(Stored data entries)
────────────────────

//! Key derivation: PBKDF2-HMAC-SHA256 password → AES-256 key

use pbkdf2::pbkdf2_hmac;
use secrecy::{ExposeSecret, SecretString};
use sha2::Sha256;
use zeroize::Zeroize;

use crate::{KEY_SIZE, PBKDF2_ITERATIONS, SALT_SIZE};

/// A 256-bit key derived from a password. Lives for one encrypt/decrypt call.
///
/// Zeroized on drop to prevent secrets lingering in memory.
pub struct DerivedKey {
    bytes: [u8; KEY_SIZE],
}

impl DerivedKey {
    pub fn as_bytes(&self) -> &[u8; KEY_SIZE] {
        &self.bytes
    }
}

impl Drop for DerivedKey {
    fn drop(&mut self) {
        self.bytes.zeroize();
    }
}

impl std::fmt::Debug for DerivedKey {
    fn fmt(&self, f: &mut std::fmt::Formatter<'_>) -> std::fmt::Result {
        f.debug_struct("DerivedKey")
            .field("bytes", &"[REDACTED]")
            .finish()
    }
}

/// PBKDF2 parameters
///
/// The iteration count is not recorded in the container, so decryption must
/// use the same parameters as encryption.
#[derive(Debug, Clone)]
pub struct KdfParams {
    /// PBKDF2 rounds (default: 100 000)
    pub iterations: u32,
}

impl Default for KdfParams {
    fn default() -> Self {
        Self {
            iterations: PBKDF2_ITERATIONS,
        }
    }
}

/// Derive a 256-bit key from a password and salt using PBKDF2-HMAC-SHA256.
pub fn derive_key(password: &SecretString, salt: &[u8; SALT_SIZE], params: &KdfParams) -> DerivedKey {
    let mut bytes = [0u8; KEY_SIZE];
    pbkdf2_hmac::<Sha256>(
        password.expose_secret().as_bytes(),
        salt,
        params.iterations,
        &mut bytes,
    );
    DerivedKey { bytes }
}
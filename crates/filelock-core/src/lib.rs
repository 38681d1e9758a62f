pub mod config;
pub mod error;
pub mod integrity;
pub mod privacy;
pub mod types;

pub use error::{FilelockError, FilelockResult};
pub use types::{ProgressFn, COMPRESSED_SUFFIX, ENCRYPTED_SUFFIX, SECURED_SUFFIX};
//! Read-only inspection of a `.secured` artifact.
//!
//! Unwraps the compression layer (verifying its hash) and parses the crypto
//! container header. No password is needed and nothing is decrypted.

use std::path::Path;

use filelock_compress::{compression_ratio, decompress, parse_header};
use filelock_core::integrity::hash_to_hex;
use filelock_core::FilelockResult;
use filelock_crypto::EncryptedContainer;
use serde::Serialize;

use crate::fs::read_file;

#[derive(Debug, Clone, Serialize)]
pub struct SecuredInfo {
    /// Level byte recorded by the compressor
    pub level: u8,
    /// SHA-256 of the encrypted container, hex
    pub outer_hash: String,
    pub container_bytes: u64,
    pub payload_bytes: u64,
    pub compression_ratio: f64,
    pub salt: String,
    pub iv: String,
    /// SHA-256 of the original plaintext, hex
    pub plaintext_hash: String,
    pub ciphertext_bytes: u64,
}

pub fn inspect_secured(bytes: &[u8]) -> FilelockResult<SecuredInfo> {
    let (header, payload) = parse_header(bytes)?;
    let payload_bytes = payload.len() as u64;
    let inner = decompress(bytes, None)?;
    let container = EncryptedContainer::from_bytes(&inner)?;

    Ok(SecuredInfo {
        level: header.level,
        outer_hash: hash_to_hex(&header.content_hash),
        container_bytes: bytes.len() as u64,
        payload_bytes,
        compression_ratio: compression_ratio(inner.len() as u64, payload_bytes),
        salt: hex::encode(container.salt()),
        iv: hex::encode(container.iv()),
        plaintext_hash: hash_to_hex(container.content_hash()),
        ciphertext_bytes: container.ciphertext().len() as u64,
    })
}

pub fn inspect_secured_file(path: &Path) -> FilelockResult<SecuredInfo> {
    inspect_secured(&read_file(path)?)
}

────────────────────

* _About this exercise_
Print all the data exactly as shown above.

* _Solution to the exercise_
//! Key derivation: PBKDF2-HMAC-SHA256 password → AES-256 key

use pbkdf2::pbkdf2_hmac;
use secrecy::{ExposeSecret, SecretString};
use sha2::Sha256;
use zeroize::Zeroize;

use crate::{KEY_SIZE, PBKDF2_ITERATIONS, SALT_SIZE};

/// A 256-bit key derived from a password. Lives for one encrypt/decrypt call.
///
/// Zeroized on drop to prevent secrets lingering in memory.
pub struct DerivedKey {
    bytes: [u8; KEY_SIZE],
}

impl DerivedKey {
    pub fn as_bytes(&self) -> &[u8; KEY_SIZE] {
        &self.bytes
    }
}

impl Drop for DerivedKey {
    fn drop(&mut self) {
        self.bytes.zeroize();
    }
}

impl std::fmt::Debug for DerivedKey {
    fn fmt(&self, f: &mut std::fmt::Formatter<'_>) -> std::fmt::Result {
        f.debug_struct("DerivedKey")
            .field("bytes", &"[REDACTED]")
            .finish()
    }
}

/// PBKDF2 parameters
///
/// The iteration count is not recorded in the container, so decryption must
/// use the same parameters as encryption.
#[derive(Debug, Clone)]
pub struct KdfParams {
    /// PBKDF2 rounds (default: 100 000)
    pub iterations: u32,
}

impl Default for KdfParams {
    fn default() -> Self {
        Self {
            iterations: PBKDF2_ITERATIONS,
        }
    }
}

/// Derive a 256-bit key from a password and salt using PBKDF2-HMAC-SHA256.
pub fn derive_key(password: &SecretString, salt: &[u8; SALT_SIZE], params: &KdfParams) -> DerivedKey {
    let mut bytes = [0u8; KEY_SIZE];
    pbkdf2_hmac::<Sha256>(
        password.expose_secret().as_bytes(),
        salt,
        params.iterations,
        &mut bytes,
    );
    DerivedKey { bytes }
}
filename crates/filelock-core/src/lib.rs
repository 38681d1e9758a62f
pub mod config;
pub mod error;
pub mod integrity;
pub mod privacy;
pub mod types;

pub use error::{FilelockError, FilelockResult};
pub use types::{ProgressFn, COMPRESSED_SUFFIX, ENCRYPTED_SUFFIX, SECURED_SUFFIX};
//! Read-only inspection of a `.secured` artifact.
//!
//! Unwraps the compression layer (verifying its hash) and parses the crypto
//! container header. No password is needed and nothing is decrypted.

use std::path::Path;

use filelock_compress::{compression_ratio, decompress, parse_header};
use filelock_core::integrity::hash_to_hex;
use filelock_core::FilelockResult;
use filelock_crypto::EncryptedContainer;
use serde::Serialize;

use crate::fs::read_file;

#[derive(Debug, Clone, Serialize)]
pub struct SecuredInfo {
    /// Level byte recorded by the compressor
    pub level: u8,
    /// SHA-256 of the encrypted container, hex
    pub outer_hash: String,
    pub container_bytes: u64,
    pub payload_bytes: u64,
    pub compression_ratio: f64,
    pub salt: String,
    pub iv: String,
    /// SHA-256 of the original plaintext, hex
    pub plaintext_hash: String,
    pub ciphertext_bytes: u64,
}

pub fn inspect_secured(bytes: &[u8]) -> FilelockResult<SecuredInfo> {
    let (header, payload) = parse_header(bytes)?;
    let payload_bytes = payload.len() as u64;
    let inner = decompress(bytes, None)?;
    let container = EncryptedContainer::from_bytes(&inner)?;

    Ok(SecuredInfo {
        level: header.level,
        outer_hash: hash_to_hex(&header.content_hash),
        container_bytes: bytes.len() as u64,
        payload_bytes,
        compression_ratio: compression_ratio(inner.len() as u64, payload_bytes),
        salt: hex::encode(container.salt()),
        iv: hex::encode(container.iv()),
        plaintext_hash: hash_to_hex(container.content_hash()),
        ciphertext_bytes: container.ciphertext().len() as u64,
    })
}

pub fn inspect_secured_file(path: &Path) -> FilelockResult<SecuredInfo> {
    inspect_secured(&read_file(path)?)
}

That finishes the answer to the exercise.